» EXERCISE AIM
Word for word, restate the entries below from their first line through the line that contains "state.done = true;".

» RECORD SET
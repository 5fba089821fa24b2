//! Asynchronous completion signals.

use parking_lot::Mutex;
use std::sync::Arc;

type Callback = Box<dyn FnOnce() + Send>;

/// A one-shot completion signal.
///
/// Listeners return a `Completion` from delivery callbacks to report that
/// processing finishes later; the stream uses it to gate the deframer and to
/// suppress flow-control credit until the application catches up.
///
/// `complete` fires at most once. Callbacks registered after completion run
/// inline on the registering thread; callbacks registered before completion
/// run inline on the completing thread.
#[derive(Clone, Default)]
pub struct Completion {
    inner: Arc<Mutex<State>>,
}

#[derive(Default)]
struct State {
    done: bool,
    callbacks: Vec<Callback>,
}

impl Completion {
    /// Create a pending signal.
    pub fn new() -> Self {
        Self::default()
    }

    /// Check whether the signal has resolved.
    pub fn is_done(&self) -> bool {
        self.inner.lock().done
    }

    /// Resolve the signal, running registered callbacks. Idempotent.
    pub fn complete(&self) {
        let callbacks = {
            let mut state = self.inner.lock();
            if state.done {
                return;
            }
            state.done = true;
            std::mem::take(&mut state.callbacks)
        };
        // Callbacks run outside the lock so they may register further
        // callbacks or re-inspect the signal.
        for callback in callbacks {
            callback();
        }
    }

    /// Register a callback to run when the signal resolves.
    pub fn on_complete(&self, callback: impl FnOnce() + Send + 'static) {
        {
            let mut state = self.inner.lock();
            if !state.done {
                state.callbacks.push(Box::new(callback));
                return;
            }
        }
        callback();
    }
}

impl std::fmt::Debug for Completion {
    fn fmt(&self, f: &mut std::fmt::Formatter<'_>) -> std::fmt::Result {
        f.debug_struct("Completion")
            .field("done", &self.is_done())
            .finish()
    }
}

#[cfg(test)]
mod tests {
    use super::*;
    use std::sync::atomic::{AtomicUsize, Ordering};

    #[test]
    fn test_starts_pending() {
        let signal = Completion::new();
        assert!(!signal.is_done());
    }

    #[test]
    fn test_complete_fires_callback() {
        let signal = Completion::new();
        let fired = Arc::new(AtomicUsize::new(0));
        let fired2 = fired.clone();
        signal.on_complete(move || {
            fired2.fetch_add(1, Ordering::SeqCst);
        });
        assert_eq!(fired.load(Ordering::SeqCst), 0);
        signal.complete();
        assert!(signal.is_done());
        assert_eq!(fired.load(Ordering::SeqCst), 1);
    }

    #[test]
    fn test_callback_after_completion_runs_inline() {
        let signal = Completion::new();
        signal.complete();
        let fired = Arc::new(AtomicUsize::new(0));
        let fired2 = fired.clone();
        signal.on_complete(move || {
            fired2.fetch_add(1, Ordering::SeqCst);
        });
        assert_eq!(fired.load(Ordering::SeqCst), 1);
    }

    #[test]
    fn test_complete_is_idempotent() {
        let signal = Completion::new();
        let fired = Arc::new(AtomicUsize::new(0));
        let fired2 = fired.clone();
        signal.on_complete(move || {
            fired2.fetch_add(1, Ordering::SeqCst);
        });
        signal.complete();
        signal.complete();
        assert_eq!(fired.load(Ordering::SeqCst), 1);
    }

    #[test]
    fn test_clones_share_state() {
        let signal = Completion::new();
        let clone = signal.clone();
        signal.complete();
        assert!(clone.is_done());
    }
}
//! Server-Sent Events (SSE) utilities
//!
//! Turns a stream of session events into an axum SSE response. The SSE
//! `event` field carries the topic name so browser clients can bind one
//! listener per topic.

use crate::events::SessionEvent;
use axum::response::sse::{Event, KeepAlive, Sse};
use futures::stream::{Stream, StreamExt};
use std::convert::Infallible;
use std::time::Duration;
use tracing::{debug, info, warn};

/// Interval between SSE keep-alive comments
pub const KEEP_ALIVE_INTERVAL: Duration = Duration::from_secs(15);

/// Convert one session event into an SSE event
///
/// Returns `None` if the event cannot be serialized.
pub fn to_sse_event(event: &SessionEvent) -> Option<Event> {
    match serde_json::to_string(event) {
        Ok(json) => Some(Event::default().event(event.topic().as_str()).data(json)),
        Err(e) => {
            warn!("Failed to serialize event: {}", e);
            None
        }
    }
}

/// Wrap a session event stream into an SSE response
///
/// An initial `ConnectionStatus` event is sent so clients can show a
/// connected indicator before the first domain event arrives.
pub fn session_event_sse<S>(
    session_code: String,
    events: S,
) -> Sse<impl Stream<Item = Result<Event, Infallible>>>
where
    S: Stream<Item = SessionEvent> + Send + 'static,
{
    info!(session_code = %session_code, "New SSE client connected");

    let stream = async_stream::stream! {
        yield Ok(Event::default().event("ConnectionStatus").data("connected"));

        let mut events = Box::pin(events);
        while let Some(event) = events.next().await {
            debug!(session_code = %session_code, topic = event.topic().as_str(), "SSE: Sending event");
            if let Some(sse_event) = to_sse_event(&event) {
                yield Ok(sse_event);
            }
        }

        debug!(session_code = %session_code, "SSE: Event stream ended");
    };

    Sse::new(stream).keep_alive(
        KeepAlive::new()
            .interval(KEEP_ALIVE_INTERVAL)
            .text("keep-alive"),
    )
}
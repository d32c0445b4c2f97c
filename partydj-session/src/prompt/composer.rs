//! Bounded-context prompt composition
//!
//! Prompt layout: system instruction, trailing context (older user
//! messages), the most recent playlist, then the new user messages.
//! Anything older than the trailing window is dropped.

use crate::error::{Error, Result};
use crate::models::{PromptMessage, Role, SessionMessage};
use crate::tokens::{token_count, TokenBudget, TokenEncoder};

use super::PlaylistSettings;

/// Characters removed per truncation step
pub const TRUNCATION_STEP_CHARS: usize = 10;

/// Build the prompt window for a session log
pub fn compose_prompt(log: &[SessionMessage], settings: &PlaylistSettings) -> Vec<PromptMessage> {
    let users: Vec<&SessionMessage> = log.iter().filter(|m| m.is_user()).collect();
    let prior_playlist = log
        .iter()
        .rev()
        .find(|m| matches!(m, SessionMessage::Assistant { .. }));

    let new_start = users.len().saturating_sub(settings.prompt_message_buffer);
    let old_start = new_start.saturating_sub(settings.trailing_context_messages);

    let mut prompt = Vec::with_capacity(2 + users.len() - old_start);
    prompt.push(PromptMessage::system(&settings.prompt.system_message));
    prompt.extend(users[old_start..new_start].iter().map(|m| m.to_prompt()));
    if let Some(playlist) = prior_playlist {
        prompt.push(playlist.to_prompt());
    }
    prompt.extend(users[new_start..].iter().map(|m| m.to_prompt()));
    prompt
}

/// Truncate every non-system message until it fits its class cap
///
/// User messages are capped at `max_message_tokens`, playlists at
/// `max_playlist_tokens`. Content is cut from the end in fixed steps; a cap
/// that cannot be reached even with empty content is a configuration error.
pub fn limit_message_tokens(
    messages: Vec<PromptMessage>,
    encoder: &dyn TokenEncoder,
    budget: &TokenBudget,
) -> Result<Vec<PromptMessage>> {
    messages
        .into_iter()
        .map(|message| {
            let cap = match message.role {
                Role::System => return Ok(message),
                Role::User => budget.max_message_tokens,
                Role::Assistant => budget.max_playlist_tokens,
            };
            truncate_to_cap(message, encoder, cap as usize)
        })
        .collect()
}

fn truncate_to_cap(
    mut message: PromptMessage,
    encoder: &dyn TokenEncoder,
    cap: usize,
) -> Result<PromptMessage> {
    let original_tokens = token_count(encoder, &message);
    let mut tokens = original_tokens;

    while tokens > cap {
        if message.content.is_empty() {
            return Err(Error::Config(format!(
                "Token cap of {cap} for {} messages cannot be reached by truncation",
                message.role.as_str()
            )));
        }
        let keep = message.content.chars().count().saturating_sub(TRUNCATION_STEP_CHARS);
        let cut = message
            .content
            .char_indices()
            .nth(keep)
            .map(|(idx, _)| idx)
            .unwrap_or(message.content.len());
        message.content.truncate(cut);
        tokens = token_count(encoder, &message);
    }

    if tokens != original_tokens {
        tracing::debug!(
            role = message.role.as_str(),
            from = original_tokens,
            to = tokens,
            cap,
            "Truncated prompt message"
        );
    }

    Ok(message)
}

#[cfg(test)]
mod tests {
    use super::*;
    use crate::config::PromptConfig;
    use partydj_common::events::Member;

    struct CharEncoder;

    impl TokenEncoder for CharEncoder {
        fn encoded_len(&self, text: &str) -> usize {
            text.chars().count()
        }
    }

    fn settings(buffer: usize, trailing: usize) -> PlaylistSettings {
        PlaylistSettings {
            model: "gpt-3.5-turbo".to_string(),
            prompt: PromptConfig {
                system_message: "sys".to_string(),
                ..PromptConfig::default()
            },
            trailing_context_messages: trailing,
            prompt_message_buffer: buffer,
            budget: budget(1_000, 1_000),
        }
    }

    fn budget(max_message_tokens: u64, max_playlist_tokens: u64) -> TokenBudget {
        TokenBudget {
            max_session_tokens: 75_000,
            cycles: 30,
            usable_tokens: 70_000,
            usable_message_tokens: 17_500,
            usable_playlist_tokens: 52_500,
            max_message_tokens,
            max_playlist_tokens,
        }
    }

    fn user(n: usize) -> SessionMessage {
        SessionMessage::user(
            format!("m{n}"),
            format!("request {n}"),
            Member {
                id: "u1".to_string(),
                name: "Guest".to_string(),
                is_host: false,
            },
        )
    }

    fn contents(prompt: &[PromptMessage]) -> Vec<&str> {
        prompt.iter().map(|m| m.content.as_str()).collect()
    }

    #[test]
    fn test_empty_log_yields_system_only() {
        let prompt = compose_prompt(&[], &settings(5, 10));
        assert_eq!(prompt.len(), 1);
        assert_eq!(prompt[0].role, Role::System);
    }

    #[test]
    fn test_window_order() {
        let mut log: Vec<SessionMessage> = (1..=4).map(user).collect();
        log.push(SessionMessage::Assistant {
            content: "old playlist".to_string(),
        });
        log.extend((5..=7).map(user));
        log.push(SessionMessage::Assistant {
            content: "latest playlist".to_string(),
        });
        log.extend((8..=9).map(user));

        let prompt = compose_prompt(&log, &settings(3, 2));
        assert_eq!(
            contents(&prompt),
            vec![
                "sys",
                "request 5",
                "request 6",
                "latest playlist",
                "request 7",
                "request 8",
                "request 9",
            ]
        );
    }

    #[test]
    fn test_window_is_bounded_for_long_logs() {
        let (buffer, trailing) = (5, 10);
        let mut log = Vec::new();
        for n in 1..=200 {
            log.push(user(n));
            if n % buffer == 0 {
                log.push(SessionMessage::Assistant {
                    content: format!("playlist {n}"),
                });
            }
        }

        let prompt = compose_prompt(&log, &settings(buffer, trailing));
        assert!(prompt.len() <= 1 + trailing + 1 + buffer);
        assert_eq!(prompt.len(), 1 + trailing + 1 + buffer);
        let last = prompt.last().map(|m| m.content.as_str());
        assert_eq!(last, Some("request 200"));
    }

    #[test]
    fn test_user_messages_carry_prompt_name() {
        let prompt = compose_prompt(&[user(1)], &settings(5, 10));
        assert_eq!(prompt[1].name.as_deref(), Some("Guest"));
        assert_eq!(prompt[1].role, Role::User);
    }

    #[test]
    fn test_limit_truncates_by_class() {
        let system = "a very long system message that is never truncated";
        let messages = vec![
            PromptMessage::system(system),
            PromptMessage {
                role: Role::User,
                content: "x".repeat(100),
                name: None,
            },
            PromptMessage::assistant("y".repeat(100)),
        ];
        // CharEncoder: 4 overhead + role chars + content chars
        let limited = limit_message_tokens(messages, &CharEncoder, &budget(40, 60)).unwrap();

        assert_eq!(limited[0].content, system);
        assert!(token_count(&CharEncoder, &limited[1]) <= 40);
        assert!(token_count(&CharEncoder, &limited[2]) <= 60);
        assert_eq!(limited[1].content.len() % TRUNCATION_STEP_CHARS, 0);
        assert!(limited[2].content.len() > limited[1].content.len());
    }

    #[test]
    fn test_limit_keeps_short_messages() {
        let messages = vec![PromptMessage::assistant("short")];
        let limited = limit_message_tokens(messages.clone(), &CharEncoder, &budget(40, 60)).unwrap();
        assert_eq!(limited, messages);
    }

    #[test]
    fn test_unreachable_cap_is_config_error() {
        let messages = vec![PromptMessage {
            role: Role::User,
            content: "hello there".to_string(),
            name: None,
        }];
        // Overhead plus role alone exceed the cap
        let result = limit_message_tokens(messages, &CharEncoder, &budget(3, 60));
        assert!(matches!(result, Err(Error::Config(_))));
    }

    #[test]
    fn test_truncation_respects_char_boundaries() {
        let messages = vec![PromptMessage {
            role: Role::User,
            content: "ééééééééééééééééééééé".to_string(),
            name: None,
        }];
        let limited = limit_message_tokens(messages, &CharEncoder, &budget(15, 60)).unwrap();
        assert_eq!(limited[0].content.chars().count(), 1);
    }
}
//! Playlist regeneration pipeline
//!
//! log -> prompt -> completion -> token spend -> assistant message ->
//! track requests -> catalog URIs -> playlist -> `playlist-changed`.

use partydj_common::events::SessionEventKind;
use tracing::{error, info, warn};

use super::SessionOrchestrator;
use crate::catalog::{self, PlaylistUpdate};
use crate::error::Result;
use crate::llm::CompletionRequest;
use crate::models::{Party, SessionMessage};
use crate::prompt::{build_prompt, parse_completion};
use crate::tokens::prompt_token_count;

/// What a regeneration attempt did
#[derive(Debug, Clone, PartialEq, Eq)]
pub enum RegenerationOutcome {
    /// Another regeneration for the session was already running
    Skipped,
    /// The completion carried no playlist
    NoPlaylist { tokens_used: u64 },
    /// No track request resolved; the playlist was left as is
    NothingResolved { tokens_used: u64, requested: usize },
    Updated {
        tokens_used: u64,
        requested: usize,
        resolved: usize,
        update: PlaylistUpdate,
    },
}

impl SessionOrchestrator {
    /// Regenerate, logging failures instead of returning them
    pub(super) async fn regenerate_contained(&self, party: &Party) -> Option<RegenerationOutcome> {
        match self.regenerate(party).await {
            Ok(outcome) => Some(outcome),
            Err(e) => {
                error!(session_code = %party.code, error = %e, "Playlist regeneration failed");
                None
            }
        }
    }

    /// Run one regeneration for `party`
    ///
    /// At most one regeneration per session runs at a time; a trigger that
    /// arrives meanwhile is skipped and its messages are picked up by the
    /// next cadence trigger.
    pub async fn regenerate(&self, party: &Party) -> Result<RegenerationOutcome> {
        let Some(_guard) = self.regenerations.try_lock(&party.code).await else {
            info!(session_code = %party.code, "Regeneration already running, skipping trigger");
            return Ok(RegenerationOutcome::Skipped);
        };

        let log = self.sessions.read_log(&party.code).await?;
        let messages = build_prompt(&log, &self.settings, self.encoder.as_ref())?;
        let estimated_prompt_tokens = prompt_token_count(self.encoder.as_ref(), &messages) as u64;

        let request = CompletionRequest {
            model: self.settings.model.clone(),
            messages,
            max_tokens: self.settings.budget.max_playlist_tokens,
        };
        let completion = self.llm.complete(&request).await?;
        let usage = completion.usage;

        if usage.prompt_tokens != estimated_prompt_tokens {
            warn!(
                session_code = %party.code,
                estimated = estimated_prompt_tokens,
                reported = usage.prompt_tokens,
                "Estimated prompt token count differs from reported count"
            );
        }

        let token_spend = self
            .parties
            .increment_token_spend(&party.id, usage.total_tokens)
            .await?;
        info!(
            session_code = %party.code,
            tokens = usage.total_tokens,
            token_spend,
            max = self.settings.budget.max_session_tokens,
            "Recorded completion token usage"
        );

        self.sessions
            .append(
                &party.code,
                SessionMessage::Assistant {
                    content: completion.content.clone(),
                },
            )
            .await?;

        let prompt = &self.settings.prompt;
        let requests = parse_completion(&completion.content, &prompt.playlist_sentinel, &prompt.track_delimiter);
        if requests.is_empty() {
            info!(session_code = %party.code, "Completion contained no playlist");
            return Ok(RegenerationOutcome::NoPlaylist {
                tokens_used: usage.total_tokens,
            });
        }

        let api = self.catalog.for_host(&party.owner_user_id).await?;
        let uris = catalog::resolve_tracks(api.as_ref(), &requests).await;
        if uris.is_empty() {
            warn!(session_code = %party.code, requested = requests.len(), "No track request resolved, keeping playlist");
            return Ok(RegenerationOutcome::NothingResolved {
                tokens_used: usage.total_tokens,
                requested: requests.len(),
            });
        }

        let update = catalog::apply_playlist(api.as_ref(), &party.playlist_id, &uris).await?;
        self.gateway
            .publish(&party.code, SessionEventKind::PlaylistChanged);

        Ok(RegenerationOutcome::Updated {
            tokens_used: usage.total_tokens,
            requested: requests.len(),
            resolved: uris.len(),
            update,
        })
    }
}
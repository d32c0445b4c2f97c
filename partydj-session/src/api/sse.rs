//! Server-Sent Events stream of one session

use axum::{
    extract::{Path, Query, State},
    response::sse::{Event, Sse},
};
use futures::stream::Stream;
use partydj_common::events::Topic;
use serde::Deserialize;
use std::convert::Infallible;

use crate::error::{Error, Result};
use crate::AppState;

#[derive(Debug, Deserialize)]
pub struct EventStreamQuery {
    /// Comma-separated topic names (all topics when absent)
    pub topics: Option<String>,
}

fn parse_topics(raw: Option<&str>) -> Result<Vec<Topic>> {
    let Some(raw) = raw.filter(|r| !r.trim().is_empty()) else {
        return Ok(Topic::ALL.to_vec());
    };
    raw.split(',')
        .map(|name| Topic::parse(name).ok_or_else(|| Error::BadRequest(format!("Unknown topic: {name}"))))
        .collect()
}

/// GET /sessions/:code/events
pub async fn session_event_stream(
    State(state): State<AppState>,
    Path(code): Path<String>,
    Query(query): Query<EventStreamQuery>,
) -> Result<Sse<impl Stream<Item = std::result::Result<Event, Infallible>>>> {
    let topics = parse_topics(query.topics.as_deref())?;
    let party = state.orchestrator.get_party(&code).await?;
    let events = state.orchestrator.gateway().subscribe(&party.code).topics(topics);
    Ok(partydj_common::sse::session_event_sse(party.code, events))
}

» SOLUTION FOR THIS PROBLEM
repository 5fba089821fa24b2
//! Asynchronous completion signals.

use parking_lot::Mutex;
use std::sync::Arc;

type Callback = Box<dyn FnOnce() + Send>;

/// A one-shot completion signal.
///
/// Listeners return a `Completion` from delivery callbacks to report that
/// processing finishes later; the stream uses it to gate the deframer and to
/// suppress flow-control credit until the application catches up.
///
/// `complete` fires at most once. Callbacks registered after completion run
/// inline on the registering thread; callbacks registered before completion
/// run inline on the completing thread.
#[derive(Clone, Default)]
pub struct Completion {
    inner: Arc<Mutex<State>>,
}

#[derive(Default)]
struct State {
    done: bool,
    callbacks: Vec<Callback>,
}

impl Completion {
    /// Create a pending signal.
    pub fn new() -> Self {
        Self::default()
    }

    /// Check whether the signal has resolved.
    pub fn is_done(&self) -> bool {
        self.inner.lock().done
    }

    /// Resolve the signal, running registered callbacks. Idempotent.
    pub fn complete(&self) {
        let callbacks = {
            let mut state = self.inner.lock();
            if state.done {
                return;
            }
            state.done = true;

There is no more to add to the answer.